─── Study material ───

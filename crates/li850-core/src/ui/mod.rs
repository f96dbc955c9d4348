//! Display output
//!
//! The control loop hands every frame to a [`Renderer`] as the current state
//! plus the values to show. [`OledRenderer`] draws the analyzer's menu
//! screens on any 128x64 monochrome `DrawTarget`; [`MonoFrameBuffer`] is an
//! off-screen target in SSD1306 page layout.

mod framebuffer;
mod screens;

pub use framebuffer::MonoFrameBuffer;
pub use screens::OledRenderer;

use core::fmt::Debug;

use crate::state::DeviceState;
use crate::time::DateTime;

pub const DISPLAY_WIDTH_PX: u32 = 128;
pub const DISPLAY_HEIGHT_PX: u32 = 64;

/// Values accompanying a render request.
#[derive(Debug, Clone, Copy, PartialEq, Default)]
pub struct FrameValues {
    /// Latest CO2 reading in ppm.
    pub co2: f32,
    /// Latest H2O reading in mmol/mol.
    pub h2o: f32,
    /// CO2 trend in ppm per minute, while a session is running.
    pub slope_co2: Option<f32>,
    /// H2O trend in mmol/mol per minute, while a session is running.
    pub slope_h2o: Option<f32>,
    /// Wall-clock time, for the clock screen.
    pub clock: Option<DateTime>,
}

/// Display driver consuming one render request per loop iteration.
pub trait Renderer {
    type Error: Debug;

    fn draw(&mut self, state: DeviceState, values: &FrameValues) -> Result<(), Self::Error>;
}

impl<R: Renderer + ?Sized> Renderer for &mut R {
    type Error = R::Error;

    fn draw(&mut self, state: DeviceState, values: &FrameValues) -> Result<(), Self::Error> {
        (**self).draw(state, values)
    }
}
//! Desktop stand-ins for the analyzer hardware.

use std::fs::OpenOptions;
use std::io::{self, Write};
use std::path::{Path, PathBuf};
use std::sync::Arc;
use std::sync::atomic::{AtomicBool, Ordering};
use std::thread::{self, JoinHandle};
use std::time::{Duration, Instant};

use chrono::{Datelike, Local, Timelike};
use embedded_hal::delay::DelayNs;
use li850_core::{AnalogFrontEnd, Clock, DateTime, DeviceConfig, LineStorage, PeriodicTimer, TickLatch};
use log::{debug, error};
use thiserror_no_std::Error;

/// Volts per count of a 16-bit converter at the ±6.144 V range.
const ADC_VOLTS_PER_COUNT: f32 = 6.144 / 32768.0;

/// Longest uninterrupted sleep of the timer thread, bounding how long
/// `cancel` waits for it.
const TIMER_POLL_SLICE: Duration = Duration::from_millis(20);

#[derive(Error, Debug)]
pub enum AdcError {
    #[error("Conversion did not complete")]
    ConversionTimeout,
    #[error("No signal wired to ADC channel {0}")]
    NoSuchChannel(u8),
}

/// Analog front-end producing a slow CO2/H2O drift, as seen with the chamber
/// closed over respiring soil.
pub struct SyntheticAnalog {
    started: Instant,
    co2_channel: u8,
    h2o_channel: u8,
    max_voltage: f32,
    co2_full_scale: f32,
    h2o_full_scale: f32,
    fault_every: Option<u32>,
    conversions: u32,
}

impl SyntheticAnalog {
    pub fn new(config: &DeviceConfig, fault_every: Option<u32>) -> Self {
        Self {
            started: Instant::now(),
            co2_channel: config.co2_channel,
            h2o_channel: config.h2o_channel,
            max_voltage: config.max_voltage,
            co2_full_scale: config.co2_full_scale,
            h2o_full_scale: config.h2o_full_scale,
            fault_every: fault_every.filter(|&n| n > 0),
            conversions: 0,
        }
    }

    fn physical(&self, channel: u8) -> Option<(f32, f32)> {
        let t = self.started.elapsed().as_secs_f32();

        if channel == self.co2_channel {
            // ppm: ambient plus a steady rise with a little ripple
            let ppm = 420.0 + 0.8 * t + 3.0 * (t / 7.0).sin();
            Some((ppm, self.co2_full_scale))
        } else if channel == self.h2o_channel {
            let mmol = 12.0 + 0.02 * t + 0.2 * (t / 11.0).cos();
            Some((mmol, self.h2o_full_scale))
        } else {
            None
        }
    }
}

impl AnalogFrontEnd for SyntheticAnalog {
    type Error = AdcError;

    fn read_raw(&mut self, channel: u8) -> Result<i32, Self::Error> {
        self.conversions = self.conversions.wrapping_add(1);
        if let Some(n) = self.fault_every {
            if self.conversions % n == 0 {
                return Err(AdcError::ConversionTimeout);
            }
        }

        let (value, full_scale) = self
            .physical(channel)
            .ok_or(AdcError::NoSuchChannel(channel))?;
        let volts = value / full_scale * self.max_voltage;
        Ok((volts / ADC_VOLTS_PER_COUNT).round() as i32)
    }

    fn raw_to_voltage(&self, raw: i32) -> Result<f32, Self::Error> {
        Ok(raw as f32 * ADC_VOLTS_PER_COUNT)
    }
}

/// Host wall clock in local time.
pub struct SystemClock;

impl Clock for SystemClock {
    fn now(&mut self) -> DateTime {
        let now = Local::now();
        DateTime::new(
            now.year().clamp(0, u16::MAX as i32) as u16,
            now.month() as u8,
            now.day() as u8,
            now.hour() as u8,
            now.minute() as u8,
            now.second() as u8,
        )
    }
}

/// Storage card backed by a host directory.
///
/// Paths under the configured mount point map into `root`. Every append
/// opens, writes and closes the file.
pub struct DirStorage {
    root: PathBuf,
    mount_point: String,
}

impl DirStorage {
    pub fn new(root: impl Into<PathBuf>, mount_point: &str) -> Self {
        Self {
            root: root.into(),
            mount_point: mount_point.to_owned(),
        }
    }

    pub fn root(&self) -> &Path {
        &self.root
    }

    fn host_path(&self, path: &str) -> PathBuf {
        let relative = path
            .strip_prefix(self.mount_point.as_str())
            .unwrap_or(path)
            .trim_start_matches('/');
        self.root.join(relative)
    }
}

impl LineStorage for DirStorage {
    type Error = io::Error;

    fn append_line(&mut self, path: &str, line: &str) -> Result<(), Self::Error> {
        let mut file = OpenOptions::new()
            .create(true)
            .append(true)
            .open(self.host_path(path))?;
        file.write_all(line.as_bytes())
    }
}

/// Periodic timer running on a background thread that calls
/// [`TickLatch::on_tick`] like a timer interrupt would.
pub struct ThreadTimer {
    ticks: &'static TickLatch,
    worker: Option<(Arc<AtomicBool>, JoinHandle<()>)>,
}

impl ThreadTimer {
    pub fn new(ticks: &'static TickLatch) -> Self {
        Self {
            ticks,
            worker: None,
        }
    }
}

impl PeriodicTimer for ThreadTimer {
    type Error = io::Error;

    fn start(&mut self, period: Duration) -> Result<(), Self::Error> {
        self.cancel();

        let stop = Arc::new(AtomicBool::new(false));
        let ticks = self.ticks;
        let handle = thread::Builder::new().name("sample-timer".into()).spawn({
            let stop = Arc::clone(&stop);
            move || {
                let mut deadline = Instant::now() + period;
                while !stop.load(Ordering::Acquire) {
                    let now = Instant::now();
                    if now >= deadline {
                        ticks.on_tick();
                        deadline += period;
                        continue;
                    }
                    thread::sleep((deadline - now).min(TIMER_POLL_SLICE));
                }
            }
        })?;

        debug!("Timer thread started, period {:?}", period);
        self.worker = Some((stop, handle));
        Ok(())
    }

    fn cancel(&mut self) {
        if let Some((stop, handle)) = self.worker.take() {
            stop.store(true, Ordering::Release);
            if handle.join().is_err() {
                error!("Timer thread panicked");
            }
            debug!("Timer thread stopped");
        }
    }
}

impl Drop for ThreadTimer {
    fn drop(&mut self) {
        self.cancel();
    }
}

pub struct StdDelay;

impl DelayNs for StdDelay {
    fn delay_ns(&mut self, ns: u32) {
        thread::sleep(Duration::from_nanos(u64::from(ns)));
    }

    fn delay_ms(&mut self, ms: u32) {
        thread::sleep(Duration::from_millis(u64::from(ms)));
    }
}
//! Renderers for the simulated OLED.

use std::convert::Infallible;

use li850_core::{
    DeviceState, FrameValues, MonoFrameBuffer, OledRenderer, Renderer,
    ui::{DISPLAY_HEIGHT_PX, DISPLAY_WIDTH_PX},
};
use log::info;

/// Draws into an off-screen frame buffer and prints it to the terminal
/// whenever the picture changes.
pub struct TerminalRenderer {
    oled: OledRenderer<MonoFrameBuffer>,
    previous: Option<[u8; 1024]>,
    ascii: bool,
    last_state: Option<DeviceState>,
}

impl TerminalRenderer {
    pub fn new(ascii: bool) -> Self {
        Self {
            oled: OledRenderer::new(MonoFrameBuffer::new()),
            previous: None,
            ascii,
            last_state: None,
        }
    }

    fn print_frame(&self) {
        let fb = self.oled.display();
        let mut art = String::with_capacity(((DISPLAY_WIDTH_PX + 3) * DISPLAY_HEIGHT_PX / 2) as usize);

        // Two pixel rows per text line keeps the aspect ratio close to square
        for y in (0..DISPLAY_HEIGHT_PX).step_by(2) {
            art.push('|');
            for x in 0..DISPLAY_WIDTH_PX {
                art.push(match (fb.pixel(x, y), fb.pixel(x, y + 1)) {
                    (true, true) => '█',
                    (true, false) => '▀',
                    (false, true) => '▄',
                    (false, false) => ' ',
                });
            }
            art.push_str("|\n");
        }
        println!("{art}");
    }
}

impl Renderer for TerminalRenderer {
    type Error = Infallible;

    fn draw(&mut self, state: DeviceState, values: &FrameValues) -> Result<(), Self::Error> {
        self.oled.draw(state, values)?;

        if self.last_state != Some(state) {
            info!(
                "Screen: {} (CO2 {:.1} ppm, H2O {:.1} mmol/mol)",
                state, values.co2, values.h2o
            );
            self.last_state = Some(state);
        }

        let frame = *self.oled.display().as_bytes();
        if self.ascii && self.previous != Some(frame) {
            self.print_frame();
        }
        self.previous = Some(frame);
        self.oled.display_mut().mark_clean();
        Ok(())
    }
}

#[cfg(feature = "window")]
pub use window::WindowRenderer;

#[cfg(feature = "window")]
mod window {
    use std::convert::Infallible;
    use std::sync::atomic::{AtomicBool, Ordering};

    use embedded_graphics::pixelcolor::BinaryColor;
    use embedded_graphics::prelude::*;
    use embedded_graphics_simulator::{
        BinaryColorTheme, OutputSettingsBuilder, SimulatorDisplay, SimulatorEvent, Window,
        sdl2::Keycode,
    };
    use li850_core::{
        Button, DeviceState, FrameValues, InputLatch, OledRenderer, Renderer,
        ui::{DISPLAY_HEIGHT_PX, DISPLAY_WIDTH_PX},
    };
    use log::info;

    /// Pixel scale factor for the simulator window.
    const WINDOW_SCALE: u32 = 4;

    /// SDL2 window showing the OLED. Arrow keys raise the button latches the
    /// way the edge interrupts would.
    pub struct WindowRenderer {
        oled: OledRenderer<SimulatorDisplay<BinaryColor>>,
        window: Window,
        input: &'static InputLatch,
        quit: &'static AtomicBool,
    }

    impl WindowRenderer {
        pub fn new(input: &'static InputLatch, quit: &'static AtomicBool) -> Self {
            let display = SimulatorDisplay::new(Size::new(DISPLAY_WIDTH_PX, DISPLAY_HEIGHT_PX));
            let settings = OutputSettingsBuilder::new()
                .scale(WINDOW_SCALE)
                .theme(BinaryColorTheme::OledBlue)
                .build();

            info!("Keys: Left / Right = buttons, Q = quit");
            Self {
                oled: OledRenderer::new(display),
                window: Window::new("Li-850 Simulator", &settings),
                input,
                quit,
            }
        }
    }

    impl Renderer for WindowRenderer {
        type Error = Infallible;

        fn draw(&mut self, state: DeviceState, values: &FrameValues) -> Result<(), Self::Error> {
            self.oled.draw(state, values)?;

            // The SDL window is created on the first update, which must come
            // before polling events.
            self.window.update(self.oled.display());

            for event in self.window.events() {
                match event {
                    SimulatorEvent::Quit => self.quit.store(true, Ordering::Relaxed),
                    SimulatorEvent::KeyDown { keycode, .. } => {
                        if keycode == Keycode::Left {
                            self.input.on_rising_edge(Button::Left);
                        } else if keycode == Keycode::Right {
                            self.input.on_rising_edge(Button::Right);
                        } else if keycode == Keycode::Q || keycode == Keycode::Escape {
                            self.quit.store(true, Ordering::Relaxed);
                        }
                    }
                    _ => {}
                }
            }
            Ok(())
        }
    }
}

───

> [Activity]
Across the material above, how many lines have the word "Instant" in them? Answer with a bare number.

> [Solution to this problem]
5